• Instructions to follow
Read the listing and extract each line that includes the word "自由联想".

• Excerpted data
════

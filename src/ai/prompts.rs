//! Prompt templates for dream reflections and pattern analyses.
//!
//! Both builders are pure: the same record always renders the same text. Every
//! value is read through [`field_text`], so an incomplete record produces a
//! complete prompt with placeholders instead of failing.

use super::fields::{field_text, timestamp};
use crate::constants::{DATE_FORMAT_ISO, FIELD_NOT_PROVIDED, FIELD_UNKNOWN, UNKNOWN_DATE};
use chrono::{Local, TimeZone};
use serde_json::Value;
use std::fmt::Display;

/// Builds the prompt asking for a reflection on one dream.
///
/// The prompt frames the model as a Jungian analyst, lays down three reading
/// rules (emotion is the core, characters are projections, objects mean what
/// the dreamer's own association says), lists the dream's fragments, and asks
/// for a three-part answer.
///
/// # Examples
///
/// ```
/// use reverie::ai::reflection_prompt;
/// use serde_json::json;
///
/// let prompt = reflection_prompt(&json!({ "keywords": { "objects": ["红色的钥匙", "钟表"] } }));
/// assert!(prompt.contains("红色的钥匙, 钟表"));
/// assert!(prompt.contains("未提供"));
/// ```
pub fn reflection_prompt(dream: &Value) -> String {
    let field = |path: &[&str]| field_text(dream, path, FIELD_NOT_PROVIDED);

    format!(
        r#"# Role
你是一位深谙荣格心理学（Jungian Psychology）的潜意识分析师。你不仅仅是在解读梦，更是在帮助用户通过梦境这面镜子，看见那些被忽略的自己。

# Core Philosophy (必须严格遵守的分析逻辑)
1. **情绪是内核 (Emotion as Core)**：梦境不直接复制现实，而是捕捉情感内核。例如：梦见“考试”通常不是关于学业，而是关于“被审视的恐惧”或“自我价值的焦虑”。请务必剥离剧情，直击情绪。
2. **人物即自我 (Characters as Projection)**：梦里的人物（无论是严厉的老师、无助的孩子、神秘的杀手）都是用户心理结构的投射。请分析这些人代表了用户性格中的哪个侧面（如：超我、内在小孩、阴影）。
3. **物件即符号 (Objects as Symbols)**：物件的含义完全取决于用户的【自由联想】。水对游泳者是自由，对溺水者是恐惧。必须结合用户的个人经历来解读，禁止套用通用词典。

# Input Data
用户的梦境记录：
1. [梦的碎片]
   - 场景: {scenes}
   - 人物: {characters}
   - 情绪: {emotions}
   - 特别物件: {objects}
2. [情感解码]
   - 核心情绪: {strongest_emotion}
   - 现实映射: {recent_life_link}
   - 电影主题: {movie_theme}
3. [自由联想] (解梦的唯一钥匙): {association}

# Analysis Task
请按照以下步骤思考，然后输出一段温暖、治愈且直击人心的分析（约 300 字）：

1. **第一步：识别“自我”的侧面**
   - 观察【人物】和【自由联想】。指出梦里的那个人物其实是用户内心的哪个部分？（例如：“那个严厉的考官，或许就是你内心那个从不允许自己犯错的严苛自我。”）

2. **第二步：解码“情绪”的真相**
   - 结合【场景】与【现实映射】。指出这个梦境场景背后隐藏的真实焦虑或渴望是什么？（例如：“这不是关于迟到，而是关于你对自己可能错过人生重要机会的深层恐慌。”）

3. **第三步：整合与疗愈**
   - 结合【特别物件】的个人意义。将这一切串联起来，告诉用户这个梦是潜意识送来的什么礼物？它在提醒用户接纳什么，或改变什么？

# Output Tone
像一位深夜长谈的智者，温柔、包容、不评判。使用“也许”、“这可能象征着”、“这让你联想到”等引导性语言，而不是绝对的断言。

# Output Structure
请直接输出分析内容，包含以下三个段落：
**🔍 镜中的自我 (The Projection)**：侧重分析人物投射与情绪内核。
**🗝️ 潜意识的密语 (The Symbol)**：侧重分析物件与联想的深层含义。
**💡 觉察与整合 (Integration)**：给出一句温暖的结语，帮助用户接纳这个梦带来的启示。
"#,
        scenes = field(&["keywords", "scenes"]),
        characters = field(&["keywords", "characters"]),
        emotions = field(&["keywords", "emotions"]),
        objects = field(&["keywords", "objects"]),
        strongest_emotion = field(&["decoding", "strongestEmotion"]),
        recent_life_link = field(&["decoding", "recentLifeLink"]),
        movie_theme = field(&["decoding", "movieTheme"]),
        association = field(&["association"]),
    )
}

/// Renders one dream as a single summary line for the analysis prompt.
///
/// Dates are rendered in `tz`. A timestamp that cannot be read becomes
/// `未知日期`; the rest of the line is unaffected.
pub fn summary_line<Tz>(dream: &Value, tz: &Tz) -> String
where
    Tz: TimeZone,
    Tz::Offset: Display,
{
    let date = timestamp(dream)
        .map(|ts| ts.with_timezone(tz).format(DATE_FORMAT_ISO).to_string())
        .unwrap_or_else(|| UNKNOWN_DATE.to_string());

    format!(
        "- 日期: {}, 电影主题: {}, 核心情绪: {}, 关键象征: {}",
        one_line(&date),
        one_line(&field_text(dream, &["decoding", "movieTheme"], FIELD_UNKNOWN)),
        one_line(&field_text(dream, &["decoding", "strongestEmotion"], FIELD_UNKNOWN)),
        one_line(&field_text(dream, &["keywords", "objects"], FIELD_UNKNOWN)),
    )
}

/// Replaces control characters with spaces so a value cannot break out of
/// its summary line.
fn one_line(value: &str) -> String {
    value
        .chars()
        .map(|c| if c.is_control() { ' ' } else { c })
        .collect()
}

/// Builds the prompt asking for recurring patterns across dreams, with dates
/// in the local time zone.
///
/// Callers are expected to handle an empty list themselves (see
/// `DreamOracle::analyze_patterns`); given one anyway, this still renders the
/// template with no summary lines.
pub fn analysis_prompt(dreams: &[Value]) -> String {
    analysis_prompt_in(dreams, &Local)
}

/// Same as [`analysis_prompt`], rendering dates in `tz`.
pub fn analysis_prompt_in<Tz>(dreams: &[Value], tz: &Tz) -> String
where
    Tz: TimeZone,
    Tz::Offset: Display,
{
    let summaries = dreams
        .iter()
        .map(|dream| summary_line(dream, tz))
        .collect::<Vec<_>>()
        .join("\n");

    format!(
        r#"# Role
你是一位专注于“生命叙事”与“原型分析”的心理咨询师。你的特长是从一系列零散的梦境中，识别出用户反复出现的生命课题。

# Knowledge Base (常见梦境原型的深度解读参考)
在分析时，请参考（但不限于）以下荣格流派的解读视角：
- **掉牙/身体破碎**：不仅是健康焦虑，更往往象征“力量感的丧失”、“言说困难（无法表达真实自我）”或“无法咀嚼/消化当下的生活变故”。
- **回到旧房子/教室**：通常不是怀念地点，而是回到了“那个时期的自己”。象征着某种未解决的情感遗留，或潜意识渴望找回那个阶段丢失的某种特质。
- **迟到/赶车/迷路**：现代人的集体焦虑。象征着对“机会”的恐惧、对“社会时钟”的压迫感，或自我期待带来的沉重负担。
- **被追逐**：追逐者往往是用户试图逃避的“阴影”（Shadow）。

# Input Data
{summaries}

# Analysis Task
请分析这些梦境的共同模式，并撰写一份“心灵成长报告”（200-300字）：

1. **识别母题 (Identify the Motif)**：
   - 指出反复出现的主题是什么？（例如：“我注意到你频繁梦见回到以前的学校，或者在考试中迟到。”）

2. **深度解读 (Deep Interpretation)**：
   - 结合【Knowledge Base】与用户的具体情况，解释这个母题背后的心理动力。告诉用户，潜意识为什么要反复播放这部电影？它在强迫用户面对什么？
   - *关键点*：必须指出这是一种“未完成的心理任务”。

3. **转化的契机 (The Turning Point)**：
   - 观察梦境中微小的变化（例如：从单纯的逃跑变成回头看了一眼）。如果没有变化，就温柔地提示用户：在现实中尝试一种新的回应方式（例如：接纳那个无助的自己），看看梦境是否会随之改变。

# Output Tone
具有洞察力且充满希望。让用户感到被深深地理解，并看到了改变的可能。
"#,
        summaries = summaries
    )
}

#[cfg(test)]
mod tests {
    use super::*;
    use chrono::{FixedOffset, Utc};
    use serde_json::json;

    fn input_section(prompt: &str) -> Vec<&str> {
        prompt
            .lines()
            .filter(|line| line.starts_with("- 日期: "))
            .collect()
    }

    #[test]
    fn test_reflection_prompt_structure() {
        let prompt = reflection_prompt(&json!({}));

        assert!(prompt.contains("荣格"));
        assert!(prompt.contains("情绪是内核"));
        assert!(prompt.contains("人物即自我"));
        assert!(prompt.contains("物件即符号"));
        assert!(prompt.contains("第一步"));
        assert!(prompt.contains("第二步"));
        assert!(prompt.contains("第三步"));
        assert!(prompt.contains("镜中的自我"));
        assert!(prompt.contains("潜意识的密语"));
        assert!(prompt.contains("觉察与整合"));
    }

    #[test]
    fn test_reflection_prompt_fills_every_missing_field() {
        let prompt = reflection_prompt(&json!({}));
        assert_eq!(prompt.matches(FIELD_NOT_PROVIDED).count(), 8);
    }

    #[test]
    fn test_reflection_prompt_with_objects_only() {
        let dream = json!({
            "keywords": { "scenes": [], "characters": [], "emotions": [], "objects": ["红色的钥匙", "钟表"] },
            "decoding": { "strongestEmotion": "", "recentLifeLink": "", "movieTheme": "" },
            "association": ""
        });

        let prompt = reflection_prompt(&dream);

        assert!(prompt.contains("特别物件: 红色的钥匙, 钟表"));
        assert!(prompt.contains("场景: 未提供"));
        assert!(prompt.contains("人物: 未提供"));
        assert!(prompt.contains("情绪: 未提供"));
        assert!(prompt.contains("核心情绪: 未提供"));
        assert!(prompt.contains("现实映射: 未提供"));
        assert!(prompt.contains("电影主题: 未提供"));
        assert!(prompt.contains("(解梦的唯一钥匙): 未提供"));
        assert_eq!(prompt.matches(FIELD_NOT_PROVIDED).count(), 7);
    }

    #[test]
    fn test_reflection_prompt_renders_full_record() {
        let dream = json!({
            "keywords": {
                "scenes": ["教室"],
                "characters": ["老师", "陌生人"],
                "emotions": ["紧张"],
                "objects": ["试卷"]
            },
            "decoding": {
                "strongestEmotion": "恐惧",
                "recentLifeLink": "下周要述职",
                "movieTheme": "迟到的考试"
            },
            "association": "试卷让我想起父亲的期待"
        });

        let prompt = reflection_prompt(&dream);

        assert!(prompt.contains("人物: 老师, 陌生人"));
        assert!(prompt.contains("核心情绪: 恐惧"));
        assert!(prompt.contains("现实映射: 下周要述职"));
        assert!(prompt.contains("(解梦的唯一钥匙): 试卷让我想起父亲的期待"));
        assert!(!prompt.contains(FIELD_NOT_PROVIDED));
    }

    #[test]
    fn test_reflection_prompt_is_deterministic() {
        let dream = json!({ "association": "雨夜", "keywords": { "scenes": ["车站"] } });
        assert_eq!(reflection_prompt(&dream), reflection_prompt(&dream));
    }

    #[test]
    fn test_reflection_prompt_survives_non_object_input() {
        for dream in [json!(null), json!("梦"), json!([1, 2]), json!(3)] {
            let prompt = reflection_prompt(&dream);
            assert_eq!(prompt.matches(FIELD_NOT_PROVIDED).count(), 8);
        }
    }

    #[test]
    fn test_summary_line_format() {
        let dream = json!({
            "timestamp": 1_704_067_200_000i64, // 2024-01-01T00:00:00Z
            "decoding": { "movieTheme": "迷路", "strongestEmotion": "焦虑" },
            "keywords": { "objects": ["地图", "手表"] }
        });

        assert_eq!(
            summary_line(&dream, &Utc),
            "- 日期: 2024-01-01, 电影主题: 迷路, 核心情绪: 焦虑, 关键象征: 地图, 手表"
        );
    }

    #[test]
    fn test_summary_line_uses_time_zone() {
        let dream = json!({ "timestamp": 1_704_067_200_000i64 });
        let west = FixedOffset::west_opt(5 * 3600).unwrap();
        assert!(summary_line(&dream, &west).starts_with("- 日期: 2023-12-31,"));
    }

    #[test]
    fn test_summary_line_defaults() {
        assert_eq!(
            summary_line(&json!({}), &Utc),
            "- 日期: 未知日期, 电影主题: 未知, 核心情绪: 未知, 关键象征: 未知"
        );
    }

    #[test]
    fn test_analysis_prompt_one_line_per_dream_in_order() {
        let dreams = vec![
            json!({ "timestamp": 1_704_067_200_000i64, "decoding": { "movieTheme": "第一" } }),
            json!({ "timestamp": 1_704_153_600_000i64, "decoding": { "movieTheme": "第二" } }),
            json!({ "timestamp": 1_704_240_000_000i64, "decoding": { "movieTheme": "第三" } }),
        ];

        let prompt = analysis_prompt_in(&dreams, &Utc);
        let lines = input_section(&prompt);

        assert_eq!(lines.len(), 3);
        assert!(lines[0].contains("2024-01-01") && lines[0].contains("第一"));
        assert!(lines[1].contains("2024-01-02") && lines[1].contains("第二"));
        assert!(lines[2].contains("2024-01-03") && lines[2].contains("第三"));
    }

    #[test]
    fn test_analysis_prompt_bad_timestamp_only_affects_its_line() {
        let dreams = vec![
            json!({ "timestamp": 1_704_067_200_000i64, "decoding": { "strongestEmotion": "平静" } }),
            json!({ "timestamp": "not a time", "decoding": { "strongestEmotion": "愤怒" } }),
            json!({ "timestamp": 1_704_240_000_000i64, "keywords": { "objects": ["牙齿"] } }),
        ];

        let prompt = analysis_prompt_in(&dreams, &Utc);
        let lines = input_section(&prompt);

        assert_eq!(lines.len(), 3);
        assert!(lines[0].contains("2024-01-01"));
        assert!(lines[1].contains(UNKNOWN_DATE));
        assert!(lines[1].contains("核心情绪: 愤怒"));
        assert!(lines[2].contains("2024-01-03"));
        assert!(lines[2].contains("关键象征: 牙齿"));
        assert_eq!(prompt.matches(UNKNOWN_DATE).count(), 1);
    }

    #[test]
    fn test_analysis_prompt_tolerates_garbage_records() {
        let dreams = vec![json!("string record"), json!(null), json!({ "decoding": 5 })];
        let prompt = analysis_prompt_in(&dreams, &Utc);
        assert_eq!(input_section(&prompt).len(), 3);
    }

    #[test]
    fn test_analysis_prompt_keeps_one_line_per_record_with_embedded_newlines() {
        let dreams = vec![
            json!({
                "timestamp": 0,
                "decoding": { "movieTheme": "迷路\n- 日期: 伪造", "strongestEmotion": "慌\r\n乱" },
                "keywords": { "objects": ["门\n- 日期: 又一行", "窗"] }
            }),
            json!({}),
        ];

        let prompt = analysis_prompt_in(&dreams, &Utc);
        let lines = input_section(&prompt);

        assert_eq!(lines.len(), dreams.len());
        assert!(lines[0].contains("电影主题: 迷路 - 日期: 伪造"));
        assert!(lines[0].contains("核心情绪: 慌  乱"));
        assert!(lines[0].contains("关键象征: 门 - 日期: 又一行, 窗"));
    }

    #[test]
    fn test_one_line_replaces_control_characters() {
        assert_eq!(one_line("a\nb\rc\td"), "a b c d");
        assert_eq!(one_line("梦境"), "梦境");
    }

    #[test]
    fn test_analysis_prompt_includes_archetypes_and_report_structure() {
        let prompt = analysis_prompt_in(&[json!({})], &Utc);

        assert!(prompt.contains("掉牙/身体破碎"));
        assert!(prompt.contains("回到旧房子/教室"));
        assert!(prompt.contains("迟到/赶车/迷路"));
        assert!(prompt.contains("被追逐"));
        assert!(prompt.contains("识别母题"));
        assert!(prompt.contains("深度解读"));
        assert!(prompt.contains("转化的契机"));
    }
}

════

• Written solution
3. **物件即符号 (Objects as Symbols)**：物件的含义完全取决于用户的【自由联想】。水对游泳者是自由，对溺水者是恐惧。必须结合用户的个人经历来解读，禁止套用通用词典。
3. [自由联想] (解梦的唯一钥匙): {association}
   - 观察【人物】和【自由联想】。指出梦里的那个人物其实是用户内心的哪个部分？（例如：“那个严厉的考官，或许就是你内心那个从不允许自己犯错的严苛自我。”）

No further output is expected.